**Instructions to follow**
Repeat the entries in full. Each line must match exactly.

**Exercise material**
Content starts

//! Mounting of controller router fragments onto the HTTP adapter.

use crate::controller::ControllerDef;
use crate::di::Container;
use crate::error::Result;
use crate::server::HttpAdapter;

/// Walks every registered module's controllers and mounts their fragments.
pub struct RoutesResolver<'a> {
    container: &'a Container,
}

impl<'a> RoutesResolver<'a> {
    pub fn new(container: &'a Container) -> Self {
        Self { container }
    }

    /// Mount every controller, modules in registration order and controllers
    /// in declaration order. Returns the number of routes mounted.
    pub fn register_routes<A: HttpAdapter + ?Sized>(&self, adapter: &mut A) -> Result<usize> {
        let mut mounted = 0;
        for module in self.container.modules().values() {
            for (name, controller) in module.controllers() {
                tracing::debug!(module = module.name(), controller = name, "resolving routes");
                mounted += self.register_route(controller, adapter)?;
            }
        }
        tracing::info!(routes = mounted, "routes resolved");
        Ok(mounted)
    }

    /// Mount one controller's fragment, built around its singleton.
    pub fn register_route<A: HttpAdapter + ?Sized>(
        &self,
        controller: &ControllerDef,
        adapter: &mut A,
    ) -> Result<usize> {
        let instance = self.container.get_instance(controller.key())?;
        let fragment = controller.fragment(instance)?;
        let count = fragment.routes().len();
        tracing::info!(
            "{} mounted at '{}' ({} routes)",
            fragment.controller(),
            fragment.prefix(),
            count
        );
        adapter.add_fragment(fragment)?;
        Ok(count)
    }
}

#[cfg(test)]
mod tests {
    use super::*;
    use crate::controller::{Controller, HttpMethod, RouteDefinition};
    use crate::di::{Component, TypeKey};
    use crate::module::{Module, ModuleDef, ModuleDescriptor};
    use crate::server::{AppState, AxumAdapter};
    use axum::{Router, routing::get};
    use std::sync::Arc;

    struct PingController;

    impl Component for PingController {
        const INJECTABLE: bool = false;

        fn inject(_: &Container) -> Result<Self> {
            Ok(Self)
        }
    }

    impl Controller for PingController {
        fn prefix() -> &'static str {
            "/ping"
        }

        fn routes() -> Vec<RouteDefinition> {
            vec![RouteDefinition::new(HttpMethod::Get, "/ping/", "PingController.ping")]
        }

        fn router(_: Arc<Self>) -> Router<AppState> {
            Router::new().route("/ping/", get(|| async { "pong" }))
        }
    }

    struct PingModule;

    impl Module for PingModule {
        fn descriptor() -> ModuleDescriptor {
            ModuleDescriptor::new().controller::<PingController>()
        }
    }

    struct EchoModule;

    impl Module for EchoModule {
        fn descriptor() -> ModuleDescriptor {
            ModuleDescriptor::new().controller::<PingController>()
        }
    }

    #[test]
    fn test_register_routes_mounts_every_controller() {
        let mut container = Container::new();
        container.add_module(&ModuleDef::of::<PingModule>()).unwrap();

        let mut adapter = AxumAdapter::new();
        let mounted = RoutesResolver::new(&container)
            .register_routes(&mut adapter)
            .unwrap();

        assert_eq!(mounted, 1);
        let route = adapter.get_router().find(HttpMethod::Get, "/ping/").unwrap();
        assert_eq!(route.endpoint, "PingController.ping");
        assert!(container.contains::<PingController>());
        assert_eq!(TypeKey::of::<PingController>().short_name(), "PingController");
    }

    #[test]
    fn test_same_controller_in_two_modules_is_a_duplicate() {
        let mut container = Container::new();
        container.add_module(&ModuleDef::of::<PingModule>()).unwrap();
        container.add_module(&ModuleDef::of::<EchoModule>()).unwrap();

        let mut adapter = AxumAdapter::new();
        let err = RoutesResolver::new(&container)
            .register_routes(&mut adapter)
            .unwrap_err();
        assert!(matches!(err, crate::error::NestError::DuplicateRoute { .. }));
    }
}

Content ends

**Task result**
//! Mounting of controller router fragments onto the HTTP adapter.

use crate::controller::ControllerDef;
use crate::di::Container;
use crate::error::Result;
use crate::server::HttpAdapter;

/// Walks every registered module's controllers and mounts their fragments.
pub struct RoutesResolver<'a> {
    container: &'a Container,
}

impl<'a> RoutesResolver<'a> {
    pub fn new(container: &'a Container) -> Self {
        Self { container }
    }

    /// Mount every controller, modules in registration order and controllers
    /// in declaration order. Returns the number of routes mounted.
    pub fn register_routes<A: HttpAdapter + ?Sized>(&self, adapter: &mut A) -> Result<usize> {
        let mut mounted = 0;
        for module in self.container.modules().values() {
            for (name, controller) in module.controllers() {
                tracing::debug!(module = module.name(), controller = name, "resolving routes");
                mounted += self.register_route(controller, adapter)?;
            }
        }
        tracing::info!(routes = mounted, "routes resolved");
        Ok(mounted)
    }

    /// Mount one controller's fragment, built around its singleton.
    pub fn register_route<A: HttpAdapter + ?Sized>(
        &self,
        controller: &ControllerDef,
        adapter: &mut A,
    ) -> Result<usize> {
        let instance = self.container.get_instance(controller.key())?;
        let fragment = controller.fragment(instance)?;
        let count = fragment.routes().len();
        tracing::info!(
            "{} mounted at '{}' ({} routes)",
            fragment.controller(),
            fragment.prefix(),
            count
        );
        adapter.add_fragment(fragment)?;
        Ok(count)
    }
}

#[cfg(test)]
mod tests {
    use super::*;
    use crate::controller::{Controller, HttpMethod, RouteDefinition};
    use crate::di::{Component, TypeKey};
    use crate::module::{Module, ModuleDef, ModuleDescriptor};
    use crate::server::{AppState, AxumAdapter};
    use axum::{Router, routing::get};
    use std::sync::Arc;

    struct PingController;

    impl Component for PingController {
        const INJECTABLE: bool = false;

        fn inject(_: &Container) -> Result<Self> {
            Ok(Self)
        }
    }

    impl Controller for PingController {
        fn prefix() -> &'static str {
            "/ping"
        }

        fn routes() -> Vec<RouteDefinition> {
            vec![RouteDefinition::new(HttpMethod::Get, "/ping/", "PingController.ping")]
        }

        fn router(_: Arc<Self>) -> Router<AppState> {
            Router::new().route("/ping/", get(|| async { "pong" }))
        }
    }

    struct PingModule;

    impl Module for PingModule {
        fn descriptor() -> ModuleDescriptor {
            ModuleDescriptor::new().controller::<PingController>()
        }
    }

    struct EchoModule;

    impl Module for EchoModule {
        fn descriptor() -> ModuleDescriptor {
            ModuleDescriptor::new().controller::<PingController>()
        }
    }

    #[test]
    fn test_register_routes_mounts_every_controller() {
        let mut container = Container::new();
        container.add_module(&ModuleDef::of::<PingModule>()).unwrap();

        let mut adapter = AxumAdapter::new();
        let mounted = RoutesResolver::new(&container)
            .register_routes(&mut adapter)
            .unwrap();

        assert_eq!(mounted, 1);
        let route = adapter.get_router().find(HttpMethod::Get, "/ping/").unwrap();
        assert_eq!(route.endpoint, "PingController.ping");
        assert!(container.contains::<PingController>());
        assert_eq!(TypeKey::of::<PingController>().short_name(), "PingController");
    }

    #[test]
    fn test_same_controller_in_two_modules_is_a_duplicate() {
        let mut container = Container::new();
        container.add_module(&ModuleDef::of::<PingModule>()).unwrap();
        container.add_module(&ModuleDef::of::<EchoModule>()).unwrap();

        let mut adapter = AxumAdapter::new();
        let err = RoutesResolver::new(&container)
            .register_routes(&mut adapter)
            .unwrap_err();
        assert!(matches!(err, crate::error::NestError::DuplicateRoute { .. }));
    }
}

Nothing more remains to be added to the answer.